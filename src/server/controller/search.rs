use axum::{extract::State, Json};
use utoipa_axum::{router::OpenApiRouter, routes};

use crate::{
    model::{
        api::ProblemDto,
        course::{CourseDto, SearchCoursesDto},
    },
    server::{
        error::AppError,
        extract::{ApiJson, ApiQuery},
        model::course::{Course, SearchCoursesParam},
        service::course::CourseService,
        state::AppState,
    },
};

/// Tag for grouping search endpoints in OpenAPI documentation
pub static SEARCH_TAG: &str = "search";

pub fn routes() -> OpenApiRouter<AppState> {
    OpenApiRouter::new().routes(routes!(search_courses, search_courses_by_body))
}

async fn run_search(
    state: &AppState,
    filters: SearchCoursesDto,
) -> Result<Json<Vec<CourseDto>>, AppError> {
    let param = SearchCoursesParam::from_dto(filters)?;
    let courses = CourseService::new(&state.db).search(param).await?;

    Ok(Json(courses.into_iter().map(Course::into_dto).collect()))
}

/// Search courses using query parameters.
///
/// All filters are optional and combined with AND. With no filters every course
/// is returned.
///
/// # Returns
/// - `200 OK` - Matching courses, possibly empty
/// - `400 Bad Request` - Empty name or a date not in `YYYY-MM-DD` format
/// - `500 Internal Server Error` - Database error
#[utoipa::path(
    get,
    path = "/api/v1/search",
    tag = SEARCH_TAG,
    params(SearchCoursesDto),
    responses(
        (status = 200, description = "Matching courses", body = Vec<CourseDto>),
        (status = 400, description = "Invalid search parameters", body = ProblemDto, content_type = "application/problem+json"),
        (status = 500, description = "Internal server error", body = ProblemDto, content_type = "application/problem+json")
    ),
)]
pub async fn search_courses(
    State(state): State<AppState>,
    ApiQuery(filters): ApiQuery<SearchCoursesDto>,
) -> Result<Json<Vec<CourseDto>>, AppError> {
    run_search(&state, filters).await
}

/// Search courses using a JSON body.
///
/// Accepts the same filters as the GET form; `{}` returns every course.
///
/// # Returns
/// - `200 OK` - Matching courses, possibly empty
/// - `400 Bad Request` - Empty name or a date not in `YYYY-MM-DD` format
/// - `415 Unsupported Media Type` - Body is not JSON
/// - `500 Internal Server Error` - Database error
#[utoipa::path(
    post,
    path = "/api/v1/search",
    tag = SEARCH_TAG,
    request_body = SearchCoursesDto,
    responses(
        (status = 200, description = "Matching courses", body = Vec<CourseDto>),
        (status = 400, description = "Invalid search parameters", body = ProblemDto, content_type = "application/problem+json"),
        (status = 415, description = "Request body is not JSON", body = ProblemDto, content_type = "application/problem+json"),
        (status = 500, description = "Internal server error", body = ProblemDto, content_type = "application/problem+json")
    ),
)]
pub async fn search_courses_by_body(
    State(state): State<AppState>,
    ApiJson(filters): ApiJson<SearchCoursesDto>,
) -> Result<Json<Vec<CourseDto>>, AppError> {
    run_search(&state, filters).await
}
//! Strict `YYYY-MM-DD` deserialization for calendar dates.
//!
//! chrono's own `NaiveDate` deserializer also accepts single-digit months and days,
//! surrounding whitespace and signed years. These helpers accept only the
//! ten-character ISO 8601 calendar date form.

use chrono::NaiveDate;
use serde::{de::Error, Deserialize, Deserializer};

const DATE_FORMAT: &str = "%Y-%m-%d";

/// Parses `value` as a `YYYY-MM-DD` date.
pub fn parse(value: &str) -> Result<NaiveDate, String> {
    let bytes = value.as_bytes();
    let well_formed = bytes.len() == 10
        && bytes.iter().enumerate().all(|(i, b)| match i {
            4 | 7 => *b == b'-',
            _ => b.is_ascii_digit(),
        });

    if !well_formed {
        return Err(format!("invalid date '{}', expected YYYY-MM-DD", value));
    }

    NaiveDate::parse_from_str(value, DATE_FORMAT)
        .map_err(|e| format!("invalid date '{}': {}", value, e))
}

pub fn deserialize<'de, D>(deserializer: D) -> Result<NaiveDate, D::Error>
where
    D: Deserializer<'de>,
{
    let value = String::deserialize(deserializer)?;
    parse(&value).map_err(D::Error::custom)
}

/// Optional variant; `null` or an absent field (with `#[serde(default)]`) is `None`.
pub mod option {
    use super::*;

    pub fn deserialize<'de, D>(deserializer: D) -> Result<Option<NaiveDate>, D::Error>
    where
        D: Deserializer<'de>,
    {
        Option::<String>::deserialize(deserializer)?
            .map(|value| parse(&value).map_err(D::Error::custom))
            .transpose()
    }
}
//! Request and response DTOs shared by the HTTP layer and the OpenAPI document.

pub mod api;
pub mod course;
pub mod date;
use super::*;

/// Tests replacing every field of a course.
///
/// Verifies that the new values are stored, `created_at` is preserved and
/// `updated_at` does not move backwards.
///
/// Expected: Ok(Some(Course)) with the new values
#[tokio::test]
async fn updates_all_fields() -> Result<(), DbErr> {
    let test = TestBuilder::new()
        .with_course_tables()
        .build()
        .await
        .unwrap();
    let db = test.db.as_ref().unwrap();

    let created = factory::create_course(db).await?;

    let repo = CourseRepository::new(db);
    let updated = repo
        .update(UpdateCourseParam {
            id: created.id,
            name: "Renamed".to_string(),
            start_date: date("2025-02-01"),
            end_date: date("2025-05-31"),
            lectures: 12,
        })
        .await?
        .unwrap();

    assert_eq!(updated.id, created.id);
    assert_eq!(updated.name, "Renamed");
    assert_eq!(updated.start_date, date("2025-02-01"));
    assert_eq!(updated.end_date, date("2025-05-31"));
    assert_eq!(updated.lectures, 12);
    assert_eq!(updated.created_at, created.created_at);
    assert!(updated.updated_at >= created.updated_at);

    let stored = repo.get_by_id(created.id).await?.unwrap();
    assert_eq!(stored, updated);

    Ok(())
}

/// Tests updating a course that does not exist.
///
/// Expected: Ok(None)
#[tokio::test]
async fn returns_none_for_missing_course() -> Result<(), DbErr> {
    let test = TestBuilder::new()
        .with_course_tables()
        .build()
        .await
        .unwrap();
    let db = test.db.as_ref().unwrap();

    let repo = CourseRepository::new(db);
    let result = repo
        .update(UpdateCourseParam {
            id: 99,
            name: "Ghost".to_string(),
            start_date: date("2025-02-01"),
            end_date: date("2025-05-31"),
            lectures: 1,
        })
        .await?;

    assert!(result.is_none());

    Ok(())
}

/// Tests renaming a course to a name another course already has.
///
/// Expected: Err(DbErr)
#[tokio::test]
async fn fails_when_renaming_to_existing_name() -> Result<(), DbErr> {
    let test = TestBuilder::new()
        .with_course_tables()
        .build()
        .await
        .unwrap();
    let db = test.db.as_ref().unwrap();

    factory::course::CourseFactory::new(db)
        .name("Taken")
        .build()
        .await?;
    let other = factory::create_course(db).await?;

    let repo = CourseRepository::new(db);
    let result = repo
        .update(UpdateCourseParam {
            id: other.id,
            name: "Taken".to_string(),
            start_date: other.start_date,
            end_date: other.end_date,
            lectures: other.lectures,
        })
        .await;

    assert!(result.is_err());

    Ok(())
}
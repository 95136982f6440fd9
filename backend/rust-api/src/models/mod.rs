pub mod conversation;
pub mod question;
pub mod session;

pub use conversation::{ChatMessage, ChatRole, Conversation};
pub use question::{OptionLetter, Question, QuestionSeed};
pub use session::{QuizSession, ScoredResult, UNANSWERED};
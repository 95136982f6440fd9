use crate::config::Config;
use mongodb::{Client as MongoClient, Database};
use redis::aio::ConnectionManager;

use self::llm_client::LlmClient;

/// Process-wide shared state. Every request handler receives this through
/// the router; services are constructed per request from clones of these
/// handles, never from ambient globals.
pub struct AppState {
    pub config: Config,
    pub mongo: Database,
    pub redis: ConnectionManager,
    pub llm: LlmClient,
}

impl AppState {
    pub async fn new(
        config: Config,
        mongo_client: MongoClient,
        redis_client: redis::Client,
    ) -> anyhow::Result<Self> {
        let mongo = mongo_client.database(&config.mongo_database);

        tracing::info!("Attempting to connect to Redis...");

        // Create ConnectionManager with longer timeout
        let redis = tokio::time::timeout(
            std::time::Duration::from_secs(30),
            ConnectionManager::new(redis_client),
        )
        .await
        .map_err(|_| anyhow::anyhow!("Redis connection timeout after 30s"))??;

        tracing::info!("Redis ConnectionManager created, testing with PING...");

        // Test connection
        let mut conn = redis.clone();
        tokio::time::timeout(
            std::time::Duration::from_secs(5),
            redis::cmd("PING").query_async::<String>(&mut conn),
        )
        .await
        .map_err(|_| anyhow::anyhow!("Redis PING timeout after 5s"))??;

        tracing::info!("Redis connection established successfully");

        let llm = LlmClient::new(
            config.llm_api_url.clone(),
            config.llm_api_key.clone(),
            config.llm_model.clone(),
        );

        Ok(Self {
            config,
            mongo,
            redis,
            llm,
        })
    }
}

pub mod chat_service;
pub mod explanation_service;
pub mod llm_client;
pub mod question_store;
pub mod quiz_service;
pub mod session_store;
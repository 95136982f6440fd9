use lazy_static::lazy_static;
use prometheus::{
    register_histogram, register_histogram_vec, register_int_counter, register_int_counter_vec,
    Encoder, Histogram, HistogramVec, IntCounter, IntCounterVec, TextEncoder,
};

lazy_static! {
    // HTTP Metrics
    pub static ref HTTP_REQUESTS_TOTAL: IntCounterVec = register_int_counter_vec!(
        "http_requests_total",
        "Total number of HTTP requests",
        &["method", "path", "status"]
    )
    .unwrap();

    pub static ref HTTP_REQUEST_DURATION_SECONDS: HistogramVec = register_histogram_vec!(
        "http_request_duration_seconds",
        "HTTP request duration in seconds",
        &["method", "path"],
        vec![0.001, 0.005, 0.01, 0.025, 0.05, 0.1, 0.25, 0.5, 1.0, 2.5, 5.0, 10.0]
    )
    .unwrap();

    // Session store Metrics (Redis)
    pub static ref SESSION_STORE_OPERATIONS_TOTAL: IntCounterVec = register_int_counter_vec!(
        "session_store_operations_total",
        "Total number of session store operations",
        &["operation", "status"]
    )
    .unwrap();

    pub static ref SESSION_STORE_OPERATION_DURATION_SECONDS: HistogramVec = register_histogram_vec!(
        "session_store_operation_duration_seconds",
        "Session store operation duration in seconds",
        &["operation"],
        vec![0.0001, 0.0005, 0.001, 0.005, 0.01, 0.025, 0.05, 0.1]
    )
    .unwrap();

    // Business Metrics
    pub static ref QUIZZES_STARTED_TOTAL: IntCounter = register_int_counter!(
        "quizzes_started_total",
        "Total number of quizzes started"
    )
    .unwrap();

    pub static ref QUIZZES_COMPLETED_TOTAL: IntCounter = register_int_counter!(
        "quizzes_completed_total",
        "Total number of quizzes completed"
    )
    .unwrap();

    pub static ref ANSWERS_SUBMITTED_TOTAL: IntCounter = register_int_counter!(
        "answers_submitted_total",
        "Total number of answers submitted"
    )
    .unwrap();

    pub static ref ANSWERS_SCORED_TOTAL: IntCounterVec = register_int_counter_vec!(
        "answers_scored_total",
        "Total number of answers scored at result time",
        &["correct"]
    )
    .unwrap();

    pub static ref EXPLANATIONS_SERVED_TOTAL: IntCounterVec = register_int_counter_vec!(
        "explanations_served_total",
        "Total number of explanations served",
        &["source"]
    )
    .unwrap();

    pub static ref CHAT_TURNS_TOTAL: IntCounterVec = register_int_counter_vec!(
        "chat_turns_total",
        "Total number of follow-up chat turns",
        &["outcome"]
    )
    .unwrap();

    // LLM provider Metrics
    pub static ref LLM_REQUESTS_TOTAL: IntCounterVec = register_int_counter_vec!(
        "llm_requests_total",
        "Total number of LLM chat-completion requests",
        &["outcome"]
    )
    .unwrap();

    pub static ref LLM_REQUEST_DURATION_SECONDS: Histogram = register_histogram!(
        "llm_request_duration_seconds",
        "LLM chat-completion request duration in seconds",
        vec![0.1, 0.25, 0.5, 1.0, 2.5, 5.0, 10.0, 30.0, 60.0]
    )
    .unwrap();
}

/// Renders all metrics in Prometheus text format
pub fn render_metrics() -> Result<String, prometheus::Error> {
    let encoder = TextEncoder::new();
    let metric_families = prometheus::gather();
    let mut buffer = Vec::new();
    encoder.encode(&metric_families, &mut buffer)?;
    String::from_utf8(buffer)
        .map_err(|e| prometheus::Error::Msg(format!("Failed to convert metrics to UTF-8: {}", e)))
}

/// Helper: track a session store operation with metrics
pub async fn track_session_store_operation<F, T>(
    operation: &str,
    future: F,
) -> Result<T, anyhow::Error>
where
    F: std::future::Future<Output = Result<T, anyhow::Error>>,
{
    let start = std::time::Instant::now();
    let result = future.await;
    let duration = start.elapsed().as_secs_f64();

    let status = if result.is_ok() { "success" } else { "error" };

    SESSION_STORE_OPERATIONS_TOTAL
        .with_label_values(&[operation, status])
        .inc();

    SESSION_STORE_OPERATION_DURATION_SECONDS
        .with_label_values(&[operation])
        .observe(duration);

    result
}

#[cfg(test)]
mod tests {
    use super::*;

    #[test]
    fn test_metrics_registration() {
        // Just verify that all metrics are properly registered
        let _ = HTTP_REQUESTS_TOTAL
            .with_label_values(&["GET", "/health", "200"])
            .get();
        let _ = EXPLANATIONS_SERVED_TOTAL.with_label_values(&["llm"]).get();
    }

    #[test]
    fn test_render_metrics() {
        // Increment a counter to ensure we have some data
        HTTP_REQUESTS_TOTAL
            .with_label_values(&["GET", "/test", "200"])
            .inc();

        let result = render_metrics();
        assert!(result.is_ok());
        let output = result.unwrap();
        assert!(output.contains("http_requests_total"));
    }
}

§ PROBLEM DETAILS:
Extract every line containing the string "ApiQuery" from the data above.

§ ANSWER BOX:
        extract::{ApiJson, ApiQuery},
    ApiQuery(filters): ApiQuery<SearchCoursesDto>,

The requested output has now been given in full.